Eulenspiegel war vielleicht der erste verbriefte Fluxus-Künstler. Ein listiger Schalk, klüger als alle anderen. Einer, der das Verdrehte aus der echten Welt wörtlich nahm und auf seine Art richtig stellte. Ein brillanter, berühmter und berüchtigter Tänzer auf dem Seil. So einer war auch der 1928 geborene Arthur Köpcke, der in den Sechzigerjahren zu der von George Maciunas ausgerufenen Gemeinde der Fluxuskünstler gehörte. Mit seinen malerischen Wortwörtlichkeiten verkehrte er spitzfindig die Wirklichkeit. Seine irritierenden Bild- und Lesetexte waren unverkäuflich wie Eulen und Meerkatzen. Und seine Performances riskant wie Tänze auf dem Seil: Ob er nun 20 Zigaretten auf einmal qualmte, seine „Reading-Pieces“ exerzieren oder sich in aller Disziplin klar artikulierend, aber coram publico besoff. Er starb, bevor er 50 wurde.

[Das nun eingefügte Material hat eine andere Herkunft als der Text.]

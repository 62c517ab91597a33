mod scene;

use std::error::Error;
use std::path::PathBuf;
use std::time::{Duration, Instant};

use clap::Parser;
use tessel_blocks::BlockRegistry;
use tessel_geom::{Aabb, Vec3};
use tessel_mesh_cpu::{MeshConfig, MeshGenerator};
use tessel_runtime::{Budget, GeneratorPool, MeshScheduler, ProcessedRegion, RegionOutcome, mesh_all_parallel};

use crate::scene::SceneConfig;

#[derive(Parser, Debug)]
#[command(name = "tessel", about = "Mesh a voxel scene into ambient-occluded quads")]
struct Args {
    /// Mesher settings (region size, boundary policy, fidelity)
    #[arg(long, default_value = "config/mesh.toml")]
    config: PathBuf,
    #[arg(long, default_value = "assets/voxels/materials.toml")]
    materials: PathBuf,
    #[arg(long, default_value = "assets/voxels/blocks.toml")]
    blocks: PathBuf,
    #[arg(long, default_value = "config/scene.toml")]
    scene: PathBuf,
    /// Time budget per scheduler batch, in milliseconds
    #[arg(long, default_value_t = 10)]
    budget_ms: u64,
    /// Mesh all regions at once on a rayon pool instead of budgeted batches
    #[arg(long)]
    parallel: bool,
    /// Worker threads for --parallel (defaults to the number of cores)
    #[arg(long)]
    threads: Option<usize>,
}

#[derive(Debug, Default)]
struct Stats {
    regions: usize,
    meshed: usize,
    empty: usize,
    unloaded: usize,
    failed: usize,
    quads: usize,
    triangles: usize,
    vertices: usize,
    batches: usize,
    bounds: Option<Aabb>,
}

impl Stats {
    fn record(&mut self, region: &ProcessedRegion, region_size: usize) {
        self.regions += 1;
        match &region.outcome {
            RegionOutcome::Meshed(mesh) => {
                self.meshed += 1;
                self.quads += mesh.quad_count();
                self.triangles += mesh.triangle_count();
                self.vertices += mesh.vertex_count();
                let s = region_size as i32;
                let c = region.coord;
                let origin = Vec3::from_grid(c.cx * s, c.cy * s, c.cz * s);
                let (lo, hi) = (mesh.bbox.min + origin, mesh.bbox.max + origin);
                match &mut self.bounds {
                    Some(b) => {
                        b.include(lo);
                        b.include(hi);
                    }
                    None => self.bounds = Some(Aabb::new(lo, hi)),
                }
            }
            RegionOutcome::Empty => self.empty += 1,
            RegionOutcome::Unloaded => self.unloaded += 1,
            RegionOutcome::Failed(_) => self.failed += 1,
        }
    }

    fn print(&self, elapsed: Duration) {
        println!(
            "regions:   {} ({} meshed, {} empty, {} unloaded, {} failed)",
            self.regions, self.meshed, self.empty, self.unloaded, self.failed
        );
        println!("quads:     {}", self.quads);
        println!("triangles: {}", self.triangles);
        println!("vertices:  {}", self.vertices);
        if self.batches > 0 {
            println!("batches:   {}", self.batches);
        }
        if let Some(b) = self.bounds {
            let e = b.extent();
            println!(
                "bounds:    {:?} .. {:?} (extent {} x {} x {})",
                b.min, b.max, e.x, e.y, e.z
            );
        }
        println!("elapsed:   {:.2} ms", elapsed.as_secs_f64() * 1000.0);
    }
}

fn main() {
    let mut log_builder = env_logger::Builder::new();
    log_builder
        .target(env_logger::Target::Stdout)
        .parse_env("RUST_LOG")
        .init();

    let args = Args::parse();
    if let Err(e) = run(args) {
        log::error!("{}", e);
        eprintln!("error: {}", e);
        std::process::exit(1);
    }
}

fn run(args: Args) -> Result<(), Box<dyn Error>> {
    let reg = BlockRegistry::load_from_paths(&args.materials, &args.blocks)?;
    let scene = SceneConfig::from_path(&args.scene)?;
    let mut config = MeshConfig::from_path(&args.config)?;
    if config.air != reg.air {
        log::warn!("mesh config air {:?} replaced by registry air {:?}", config.air, reg.air);
        config.air = reg.air;
    }
    if config.region_size != scene.region_size {
        log::warn!(
            "mesh config region size {} replaced by scene region size {}",
            config.region_size,
            scene.region_size
        );
        config.region_size = scene.region_size;
    }
    let region_size = config.region_size;

    let store = scene.build_store(&reg)?;
    let coords = scene.coords();
    log::info!(
        "scene: {} regions of {}^3, {:?} / {:?}",
        coords.len(),
        region_size,
        config.boundary,
        config.fidelity
    );

    let start = Instant::now();
    let mut stats = Stats::default();
    if args.parallel {
        let mut builder = rayon::ThreadPoolBuilder::new();
        if let Some(n) = args.threads {
            builder = builder.num_threads(n);
        }
        let threads = builder.build()?;
        let pool = GeneratorPool::new(config, threads.current_num_threads())?;
        let regions = threads.install(|| mesh_all_parallel(&store, &coords, &reg, &pool));
        log::debug!("parallel batch used {} generators", pool.allocated());
        for region in &regions {
            stats.record(region, region_size);
        }
    } else {
        let mut generator = MeshGenerator::new(config)?;
        let mut scheduler = MeshScheduler::new();
        scheduler.schedule_all(coords.iter().copied());
        let budget = Budget::from_millis(args.budget_ms);
        while !scheduler.is_idle() {
            let report = scheduler.process_budget(&store, &reg, &mut generator, budget);
            stats.batches += 1;
            for region in &report.regions {
                stats.record(region, region_size);
            }
            log::info!(
                "batch {}: {} regions, {} quads, {} remaining",
                stats.batches,
                report.processed(),
                report.quads(),
                report.remaining
            );
        }
    }
    stats.print(start.elapsed());
    if stats.failed > 0 {
        return Err(format!("{} regions failed to mesh", stats.failed).into());
    }
    Ok(())
}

Dass wir heute noch etwas vom künstlerischen Œuvre des deutschen Dänen sehen können, liegt an der praktischen Intelligenz und hartnäckigen Neugier einer Frau, die es verstand, aus Gedächtnisprotokollen, Erinnerungen und Verklärungen von Köpckes Künstlerfreunden und Zeitgenossen kunstgeschichtliche Dokumente zu machen – und ihm nun eine Einzelausstellung  in ihrer Galerie widmet. Als Barbara Wien seinerzeit vom  Köpcke-Nachlass hörte, in dem sich angeblich nur wertlose Schnipsel, Rechnungen oder Handzettel befänden, ließ sie sich nicht beirren und fuhr  nach Dänemark. Seitdem hat sie Köpckes Arbeit nicht nur sorgsam entziffert, gesammelt und herausgegeben. Sie tritt mittlerweile sogar den Beweis an, dass es möglich ist, die Werke des Fluxus-Pioniers zu verkaufen (Preise zwischen 12 000 und 22 000 Euro). Die Assemblage „Otto Olsen, Nr. 63“ erwarb bereits die Kunsthalle Kiel. Das „Piece Nr. 97“ (3500 Euro) ist reserviert.

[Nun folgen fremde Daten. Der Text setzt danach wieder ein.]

//! Face visibility with a selectable policy for unloaded neighbors.

use serde::{Deserialize, Serialize};
use tessel_blocks::BlockId;
use tessel_chunk::{Neighborhood, Region};

use crate::face::Face;

/// What a face on the region boundary sees when the adjacent region is not loaded.
#[derive(Clone, Copy, Debug, Default, PartialEq, Eq, Hash, Serialize, Deserialize)]
#[serde(rename_all = "lowercase")]
pub enum BoundaryPolicy {
    /// Unloaded space is solid: boundary faces stay hidden until the neighbor arrives.
    #[default]
    Closed,
    /// Unloaded space is empty: boundary faces are emitted.
    Open,
}

impl BoundaryPolicy {
    #[inline]
    pub fn absent_neighbor_visible(self) -> bool {
        matches!(self, BoundaryPolicy::Open)
    }
}

/// The six face-adjacent regions of a center, resolved once per generation.
pub struct FaceNeighbors<'a, R> {
    regions: [Option<&'a R>; 6],
}

impl<'a, R: Region> FaceNeighbors<'a, R> {
    pub fn resolve<N>(hood: &'a N) -> Self
    where
        N: Neighborhood<Region = R>,
    {
        let size = hood.center().size();
        let regions = Face::ALL.map(|f| {
            let (dx, dy, dz) = f.delta();
            let n = hood.neighbor(dx, dy, dz)?;
            if n.size() != size {
                log::warn!(
                    "{:?} neighbor has size {} instead of {}; treating it as unloaded",
                    f,
                    n.size(),
                    size
                );
                return None;
            }
            Some(n)
        });
        if log::log_enabled!(log::Level::Trace) {
            let missing: Vec<Face> = Face::ALL
                .into_iter()
                .filter(|f| regions[f.index()].is_none())
                .collect();
            log::trace!("face neighbors missing: {:?}", missing);
        }
        Self { regions }
    }

    #[inline]
    pub fn get(&self, face: Face) -> Option<&'a R> {
        self.regions[face.index()]
    }
}

/// Whether `face` of voxel `(x, y, z)` in `region` is exposed.
///
/// `neighbor` is the region across that face; it is only consulted when the
/// voxel sits on the matching boundary. A neighbor whose size differs from
/// `region` counts as unloaded.
pub fn is_face_visible<R: Region>(
    region: &R,
    neighbor: Option<&R>,
    (x, y, z): (usize, usize, usize),
    face: Face,
    air: BlockId,
    policy: BoundaryPolicy,
) -> bool {
    let Some(last) = region.size().checked_sub(1) else {
        return false;
    };
    let (dx, dy, dz) = face.delta();
    let inside = match face {
        Face::PosX => x < last,
        Face::NegX => x > 0,
        Face::PosY => y < last,
        Face::NegY => y > 0,
        Face::PosZ => z < last,
        Face::NegZ => z > 0,
    };
    if inside {
        let nx = (x as i32 + dx) as usize;
        let ny = (y as i32 + dy) as usize;
        let nz = (z as i32 + dz) as usize;
        return region.block(nx, ny, nz) == air;
    }
    match neighbor.filter(|n| n.size() == region.size()) {
        None => policy.absent_neighbor_visible(),
        Some(n) => {
            // Wrap to the opposite boundary of the neighbor.
            let wrap = |c: usize, d: i32| match d {
                1 => 0,
                -1 => last,
                _ => c,
            };
            n.block(wrap(x, dx), wrap(y, dy), wrap(z, dz)) == air
        }
    }
}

Ihre Ausstellung gibt darüber hinaus Gelegenheit für eine Geschichtsstunde in Sachen Fluxus. „Was ist das?“ hatte schon Köpcke seinerzeit als Lieblingsfrage zwischen die Wortzeilen geschrieben. Und auch der Besucher fragt sich, was von dem einstigen Aufbruch geblieben ist. Ist Fluxus ein abgeschottetes Kapitel der Kunstgeschichte – weil die Protagonisten der Sechzigerjahre gleich selbst ihre Bewegung zu Grabe trugen? Viel mehr ist es Lebenseinstellung als Kunst, stets an den Akteur gebunden. Oder nur ein Begriff, der in Momenten hilft, wenn das Unmöglichste oder Alltäglichste beschrieben werden soll, wenn sich komische Leute Performances und Partituren mit ulkigen Titeln ausdenken. Für solche Momente, die, einfach gesagt, die grenzgängerischen Freiübungen der Kunst ausmachen. Während man nach Lösungen sucht, scheint Köpcke augenzwinkernd eine Antwort zu geben: „Was sagt das schon, du suchst“ ist an einer Stelle zu lesen.

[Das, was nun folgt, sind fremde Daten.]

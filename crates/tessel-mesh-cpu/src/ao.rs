//! Ambient occlusion: per-corner darkening from the three voxels touching a
//! face corner (two sides and the diagonal).
//!
//! Two conventions are in use:
//! - line-cache levels, where 0 is unoccluded and 3 is fully occluded;
//! - packed-mask levels for per-voxel meshes, where 3 is unoccluded.

use tessel_blocks::BlockId;
use tessel_chunk::Region;

use crate::constants::{AO_GRAY, INVERTED_AO_GRAY, MAX_AO_LEVEL};
use crate::face::Face;
use crate::lines::OccupancyLine;

/// Per-corner AO levels, in the corner order of `Face::quad_corners`.
pub type AoLevels = [u8; 4];

/// Line-cache level: both sides occupied means fully occluded regardless of the
/// diagonal, otherwise one step per occupied sample.
#[inline]
pub fn occlusion_level(side0: bool, side1: bool, corner: bool) -> u8 {
    if side0 && side1 {
        MAX_AO_LEVEL
    } else {
        side0 as u8 + side1 as u8 + corner as u8
    }
}

/// Packed-mask level: the complement of `occlusion_level`.
#[inline]
pub fn inverted_occlusion_level(side0: bool, side1: bool, corner: bool) -> u8 {
    MAX_AO_LEVEL - occlusion_level(side0, side1, corner)
}

/// Panics if `level` is outside `0..=3`.
#[inline]
#[track_caller]
pub fn check_level(level: u8) -> usize {
    assert!(
        level <= MAX_AO_LEVEL,
        "ambient occlusion level {level} outside 0..={MAX_AO_LEVEL}"
    );
    level as usize
}

/// Opaque gray vertex color for a line-cache level.
#[inline]
pub fn ao_color(level: u8) -> [f32; 4] {
    let g = AO_GRAY[check_level(level)];
    [g, g, g, 1.0]
}

/// Opaque gray vertex color for a packed-mask level.
#[inline]
pub fn inverted_ao_color(level: u8) -> [f32; 4] {
    let g = INVERTED_AO_GRAY[check_level(level)];
    [g, g, g, 1.0]
}

/// One sample in a three-line window: `line` picks the line, `offset` the
/// position relative to the scan index (0 = previous voxel, 1 = same, 2 = next).
#[derive(Clone, Copy, Debug, PartialEq, Eq)]
pub struct LineSample {
    pub line: u8,
    pub offset: u8,
}

const fn s(line: u8, offset: u8) -> LineSample {
    LineSample { line, offset }
}

/// `[side0, side1, corner]` samples for one quad corner.
pub type CornerSamples = [LineSample; 3];

const X_POS: [CornerSamples; 4] = [
    [s(1, 2), s(2, 1), s(2, 2)],
    [s(1, 0), s(2, 1), s(2, 0)],
    [s(1, 0), s(0, 1), s(0, 0)],
    [s(1, 2), s(0, 1), s(0, 2)],
];
const X_NEG: [CornerSamples; 4] = [
    [s(1, 0), s(2, 1), s(2, 0)],
    [s(1, 2), s(2, 1), s(2, 2)],
    [s(1, 2), s(0, 1), s(0, 2)],
    [s(1, 0), s(0, 1), s(0, 0)],
];
const Y_POS: [CornerSamples; 4] = [
    [s(0, 1), s(1, 0), s(0, 0)],
    [s(2, 1), s(1, 0), s(2, 0)],
    [s(2, 1), s(1, 2), s(2, 2)],
    [s(0, 1), s(1, 2), s(0, 2)],
];
const Y_NEG: [CornerSamples; 4] = [
    [s(0, 1), s(1, 2), s(0, 2)],
    [s(2, 1), s(1, 2), s(2, 2)],
    [s(2, 1), s(1, 0), s(2, 0)],
    [s(0, 1), s(1, 0), s(0, 0)],
];

/// Line-cache sample table indexed by `Face::index()`.
///
/// For X and Z faces the three lines are the column just outside the face at
/// heights `y - 1`, `y`, `y + 1`. For Y faces they are the plane just outside
/// the face at cross-axis positions `-1`, `0`, `+1`.
pub const LINE_AO_TABLE: [[CornerSamples; 4]; 6] = [
    Y_POS, // PosY
    Y_NEG, // NegY
    X_POS, // PosX
    X_NEG, // NegX
    X_NEG, // PosZ
    X_POS, // NegZ
];

/// AO levels for `face` of the voxel at scan index `i`.
pub fn line_ao_levels(face: Face, i: usize, lines: [&OccupancyLine; 3]) -> AoLevels {
    let at = |p: LineSample| lines[p.line as usize].get(i + p.offset as usize);
    LINE_AO_TABLE[face.index()].map(|[a, b, c]| occlusion_level(at(a), at(b), at(c)))
}

/// Offsets sampled into a `NeighborMask`, in bit order from bit 16 down to bit 0:
/// the layer at `dy = 0` without the voxel itself, then the layer at `dy = 1`.
pub const PACKED_OFFSETS: [(i32, i32, i32); 17] = packed_offsets();

const fn packed_offsets() -> [(i32, i32, i32); 17] {
    let mut out = [(0, 0, 0); 17];
    let mut i = 0;
    let mut y = 0;
    while y <= 1 {
        let mut z = -1;
        while z <= 1 {
            let mut x = -1;
            while x <= 1 {
                if !(x == 0 && y == 0 && z == 0) {
                    out[i] = (x, y, z);
                    i += 1;
                }
                x += 1;
            }
            z += 1;
        }
        y += 1;
    }
    out
}

/// Mask bit for a neighbor offset, if that offset is sampled.
pub const fn bit_for(offset: (i32, i32, i32)) -> Option<u32> {
    let mut i = 0;
    while i < PACKED_OFFSETS.len() {
        let o = PACKED_OFFSETS[i];
        if o.0 == offset.0 && o.1 == offset.1 && o.2 == offset.2 {
            return Some(16 - i as u32);
        }
        i += 1;
    }
    None
}

/// 17-bit occupancy of the voxels around and above a voxel.
#[derive(Clone, Copy, Debug, Default, PartialEq, Eq, Hash)]
pub struct NeighborMask(pub u32);

impl NeighborMask {
    /// Samples around `(x, y, z)`. Positions outside `region` read as empty.
    pub fn sample<R: Region>(region: &R, (x, y, z): (usize, usize, usize), air: BlockId) -> Self {
        let s = region.size() as i32;
        let mut bits = 0u32;
        for (i, &(dx, dy, dz)) in PACKED_OFFSETS.iter().enumerate() {
            let (nx, ny, nz) = (x as i32 + dx, y as i32 + dy, z as i32 + dz);
            if nx < 0 || ny < 0 || nz < 0 || nx >= s || ny >= s || nz >= s {
                continue;
            }
            if region.block(nx as usize, ny as usize, nz as usize) != air {
                bits |= 1 << (16 - i);
            }
        }
        NeighborMask(bits)
    }

    #[inline]
    pub fn has_bit(self, bit: u32) -> bool {
        self.0 & (1 << bit) != 0
    }

    /// Whether the neighbor at `offset` is occupied. Unsampled offsets are empty.
    #[inline]
    pub fn occupied(self, offset: (i32, i32, i32)) -> bool {
        bit_for(offset).is_some_and(|b| self.has_bit(b))
    }
}

/// `[side0, side1, corner]` offsets for each +Y corner, in +Y corner order.
pub const YP_CORNER_OFFSETS: [[(i32, i32, i32); 3]; 4] = [
    [(0, 1, -1), (-1, 1, 0), (-1, 1, -1)],
    [(0, 1, -1), (1, 1, 0), (1, 1, -1)],
    [(0, 1, 1), (1, 1, 0), (1, 1, 1)],
    [(0, 1, 1), (-1, 1, 0), (-1, 1, 1)],
];

/// Packed-convention AO levels for the +Y face.
pub fn packed_yp_ao_levels(mask: NeighborMask) -> AoLevels {
    YP_CORNER_OFFSETS
        .map(|[a, b, c]| inverted_occlusion_level(mask.occupied(a), mask.occupied(b), mask.occupied(c)))
}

Ein anderer Köpcke-Klassiker erinnert an die englische Radiosendung „Music while you are working“.  Auch bei Köpcke arbeitete jemand.  Und dazu spielte Musik. Hielt diese an, stoppte auch die Arbeit. Köpcke hat es selbst gerne aufgeführt, und dazu gekehrt oder aufgeräumt, und manchmal sogar seine Fluxus-Collaborateure arbeiten lassen. Umgekehrt hat er bei Nam June Paik oder Tomas Schmid kreativ mitgemischt.  Zum Beispiel gab es ein Gemeinschaftprojekt, bei dem sich die Creme de la Creme wortwörtlich selber salbte: Das „Nivea Creme Piece“ von Alison Knowles. Emmet Williams, Dick Higging, George Maciunas und Arthur Köpcke stellten sich dabei in einen Kreis. Sie verknäulten die Hände, cremten und salbten, dass es nur so ins Mikrofon schmatzte. Die DVD wirkt rührend, wie ein alter Schwarz-Weiß-Film, den man im Ohrensessel zu sehen wünscht. Um kurz in der Vergangenheit zu schwelgen: Wie schrieb Joseph Beuys 1977 in seinem Köpcke-Nachruf in der „Zeit“? „Ich denke jede Nacht an Arthur Köpcke.“

Arthur Köpcke, Galerie Barbara Wien, Linienstraße 158, bis 15. Februar; Dienstag bis Freitag 14–19 Uhr, Sonnabend 12–18 Uhr.